A pesca ilegal nas águas de Cabo Verde é um problema que tem sido denunciado ao longo dos anos. Cabo Verde tem sentido os efeitos desse fenómeno, “mas a situação ainda é controlável”, garante o Director Nacional de Pesca e Aquacultura. Já Tomy Mello, da Associação Biosfera I, defende mais e melhor fiscalização.

“Sobre a pesca ilegal tenho de dizer que é um problema no mundo inteiro. E Cabo Verde está numa zona da sub-região onde, em termos de dados disponíveis, sabemos que há situações graves de infracção. Mas, concretamente, no caso do nosso país, posso dizer que estamos numa situação ainda controlável”, começa por explicar o Director Nacional de Pesca e Aquacultura, Carlos Alberto Monteiro, ao Expresso das Ilhas.

Cabo Verde, diz este responsável, não tem ainda uma pesca ilegal “no seu sentido lato da expressão”. No entanto, aponta, existem “algumas fragilidades” resultantes do facto de o país ser um arquipélago.

Carlos Alberto Monteiro assegura que há todo um trabalho que está a ser feito pelas instituições de fiscalização, para além de “todo um quadro de fiscalização e de legislação do sector”. Além disso, frisa, “a Inspecção Geral das Pescas tem feito um excelente trabalho”.

O Director Nacional de Pesca e Aquacultura defende que há ainda muito por fazer, “porque sabemos das dificuldades” que há no combate à pesca ilegal. “Esta é uma luta de todos, não apenas de um país específico”, reforça Carlos Alberto Monteiro.

A situação geográfica de Cabo Verde ‘obriga’ a uma crescente cooperação com os países vizinhos e a “trabalhar em sintonia com as organizações internacionais como a FAO” no combate à pesca ilegal.

Mas a pesca ilegal não é um problema global. “A nível interno temos constactado situações de incumprimento e de infracções”, revela garantindo, no entanto, que esses problemas “estão controlados”.

Por tudo isto, diz, “não podemos afirmar que em Cabo Verde existe uma pesca ilegal que perigue ou ponha em risco a sustentabilidade, mas temos de estar precavidos e ir melhorando, cada vez mais, as condições em termos dos meios técnicos e operacionais para fazer esse combate”. Um combate que só pode ser vencido através da cooperação e participação regional e internacional.

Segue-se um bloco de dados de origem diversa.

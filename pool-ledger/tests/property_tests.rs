//! Property-based tests for pool invariants
//!
//! These tests use proptest to verify:
//! - Conservation: Σ(balances) == pool size == contract balance
//! - Rejected calls leave state untouched
//! - Participant count tracks positive balances
//! - Actor and direct ledger produce identical results

use pool_ledger::{
    config::ActorConfig, spawn_pool_actor, Amount, Error, Metrics, PoolLedger, Principal,
    PublicCall,
};
use proptest::prelude::*;
use std::collections::HashMap;

#[derive(Debug, Clone)]
enum Op {
    Deposit(usize, Amount),
    Withdraw(usize, Amount),
    WithdrawAll(usize),
}

impl Op {
    fn wallet(&self) -> usize {
        match self {
            Op::Deposit(w, _) | Op::Withdraw(w, _) | Op::WithdrawAll(w) => *w,
        }
    }

    fn call(&self) -> PublicCall {
        match self {
            Op::Deposit(_, amount) => PublicCall::Deposit { amount: *amount },
            Op::Withdraw(_, amount) => PublicCall::Withdraw { amount: *amount },
            Op::WithdrawAll(_) => PublicCall::WithdrawAll,
        }
    }

    fn apply(&self, pool: &mut PoolLedger, wallets: &[Principal]) -> pool_ledger::Result<Amount> {
        let wallet = &wallets[self.wallet()];
        let receipt = match self {
            Op::Deposit(_, amount) => pool.deposit(wallet, *amount)?,
            Op::Withdraw(_, amount) => pool.withdraw(wallet, *amount)?,
            Op::WithdrawAll(_) => pool.withdraw_all(wallet)?,
        };
        Ok(receipt.amount)
    }
}

const WALLETS: usize = 5;

/// Strategy for generating amounts, zero included
fn amount_strategy() -> impl Strategy<Value = Amount> {
    prop_oneof![
        1 => Just(0u128),
        8 => 1u128..10_000_000u128,
    ]
}

/// Strategy for generating operations
fn op_strategy() -> impl Strategy<Value = Op> {
    prop_oneof![
        4 => (0..WALLETS, amount_strategy()).prop_map(|(w, a)| Op::Deposit(w, a)),
        3 => (0..WALLETS, amount_strategy()).prop_map(|(w, a)| Op::Withdraw(w, a)),
        1 => (0..WALLETS).prop_map(Op::WithdrawAll),
    ]
}

fn wallets() -> Vec<Principal> {
    (0..WALLETS)
        .map(|i| Principal::parse(format!("ST{}WALLET", i + 1)).unwrap())
        .collect()
}

fn create_test_pool() -> PoolLedger {
    PoolLedger::new(&Principal::parse("ST1DEPLOYER").unwrap()).unwrap()
}

proptest! {
    #![proptest_config(ProptestConfig::with_cases(200))]

    /// Property: a single deposit into an empty pool is the participant's balance
    #[test]
    fn prop_deposit_sets_balance(amount in 1u128..u64::MAX as u128) {
        let mut pool = create_test_pool();
        let wallet = &wallets()[0];

        let receipt = pool.deposit(wallet, amount).unwrap();
        prop_assert_eq!(receipt.amount, amount);
        prop_assert_eq!(pool.participant_balance(wallet), amount);
        prop_assert_eq!(pool.total_pool_size(), amount);
    }

    /// Property: overdrafts fail with code 100 and change nothing
    #[test]
    fn prop_overdraft_rejected(deposit in 1u128..1_000_000_000u128, extra in 1u128..1_000_000_000u128) {
        let mut pool = create_test_pool();
        let wallet = &wallets()[0];
        pool.deposit(wallet, deposit).unwrap();

        let before = pool.snapshot();
        let err = pool.withdraw(wallet, deposit + extra).unwrap_err();
        prop_assert_eq!(err.code(), Some(100));
        prop_assert_eq!(pool.snapshot(), before);
    }

    /// Property: conservation holds after any sequence of calls
    #[test]
    fn prop_conservation(ops in prop::collection::vec(op_strategy(), 1..60)) {
        let mut pool = create_test_pool();
        let wallets = wallets();
        let mut model: HashMap<usize, Amount> = HashMap::new();

        for op in &ops {
            let before = pool.snapshot();
            match op.apply(&mut pool, &wallets) {
                Ok(amount) => {
                    let entry = model.entry(op.wallet()).or_insert(0);
                    match op {
                        Op::Deposit(..) => *entry += amount,
                        _ => *entry -= amount,
                    }
                }
                Err(e) => {
                    prop_assert!(e.is_contract_error(), "unexpected fault: {}", e);
                    prop_assert_eq!(pool.snapshot(), before);
                }
            }

            pool.check_invariants().unwrap();
        }

        let expected_total: Amount = model.values().sum();
        let expected_count = model.values().filter(|b| **b > 0).count() as u64;
        prop_assert_eq!(pool.total_pool_size(), expected_total);
        prop_assert_eq!(pool.contract_balance(), expected_total);
        prop_assert_eq!(pool.participant_count(), expected_count);

        for (i, wallet) in wallets.iter().enumerate() {
            let balance = model.get(&i).copied().unwrap_or(0);
            prop_assert_eq!(pool.participant_balance(wallet), balance);
            prop_assert_eq!(pool.is_active_participant(wallet), balance > 0);
        }
    }

    /// Property: withdrawing everything deactivates and decrements the count
    #[test]
    fn prop_full_withdrawal_deactivates(amounts in prop::collection::vec(1u128..1_000_000u128, 1..WALLETS)) {
        let mut pool = create_test_pool();
        let wallets = wallets();
        for (wallet, amount) in wallets.iter().zip(&amounts) {
            pool.deposit(wallet, *amount).unwrap();
        }

        let count = pool.participant_count();
        pool.withdraw(&wallets[0], amounts[0]).unwrap();

        prop_assert!(!pool.is_active_participant(&wallets[0]));
        prop_assert_eq!(pool.participant_count(), count - 1);
    }

    /// Property: the actor produces the same results as the ledger it owns
    #[test]
    fn prop_actor_matches_ledger(ops in prop::collection::vec(op_strategy(), 1..30)) {
        let rt = tokio::runtime::Runtime::new().unwrap();
        rt.block_on(async {
            let wallets = wallets();
            let mut direct = create_test_pool();
            let handle = spawn_pool_actor(
                create_test_pool(),
                Metrics::new().unwrap(),
                &ActorConfig::default(),
            );

            for op in &ops {
                let expected = op.apply(&mut direct, &wallets);
                let actual = handle
                    .call_public(wallets[op.wallet()].clone(), op.call())
                    .await
                    .unwrap();

                match expected {
                    Ok(amount) => prop_assert_eq!(actual.result.ok_uint(), Some(amount)),
                    Err(e) => prop_assert_eq!(actual.result.err_uint(), e.code()),
                }
            }

            prop_assert_eq!(handle.snapshot().await.unwrap(), direct.snapshot());

            handle.shutdown().await.unwrap();
            Ok(())
        })?;
    }
}

#[test]
fn test_zero_amounts_rejected() {
    let mut pool = create_test_pool();
    let wallet = &wallets()[0];

    assert!(matches!(pool.deposit(wallet, 0), Err(Error::ZeroAmount)));
    pool.deposit(wallet, 10).unwrap();
    assert!(matches!(pool.withdraw(wallet, 0), Err(Error::ZeroAmount)));
    assert_eq!(pool.participant_balance(wallet), 10);
}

Carlos Alberto Monteiro assegura que o país está “engajado com as instituições e organismos internacionais” de combate à pesca ilegal. “Nós fazemos parte de várias campanhas internacionais e regionais e temos alguma cooperação com a União Europeia, com os Estados Unidos da América e outros países como Portugal e Espanha”.

Também o Estado, aponta Carlos Alberto Monteiro, “está engajado em manter essa situação sob controlo”.

Este responsável reconhece que a pesca ilegal “coloca em causa a sustentabilidade” do sector e defende que Cabo Verde “tem feito o seu papel e está alinhado nessa luta”.

Carlos Alberto Monteiro defende que há a necessidade de “reforçar os meios técnicos, sobretudo é preciso apostar no reforço da equipa de fiscalização, nos meios operacionais e apostar também nas novas tecnologias e em meios mais sofisticados”, o que permitiria reduzir os custos das operações de fiscalização nas águas nacionais. “Sabemos os custos que estas operações têm e Cabo Verde tem os recursos que tem. Nós estamos a trabalhar nesse sentido e tem, também, de haver algum trabalho de sensibilização juntos dos operadores nacionais”.

Quanto à frota estrangeira presente em águas nacionais, o Director Nacional de Pesca e Aquacultura explica que é controlada pelo Centro de Vigilância da Guarda Costeira “que também monitoriza as nossas águas internacionais”.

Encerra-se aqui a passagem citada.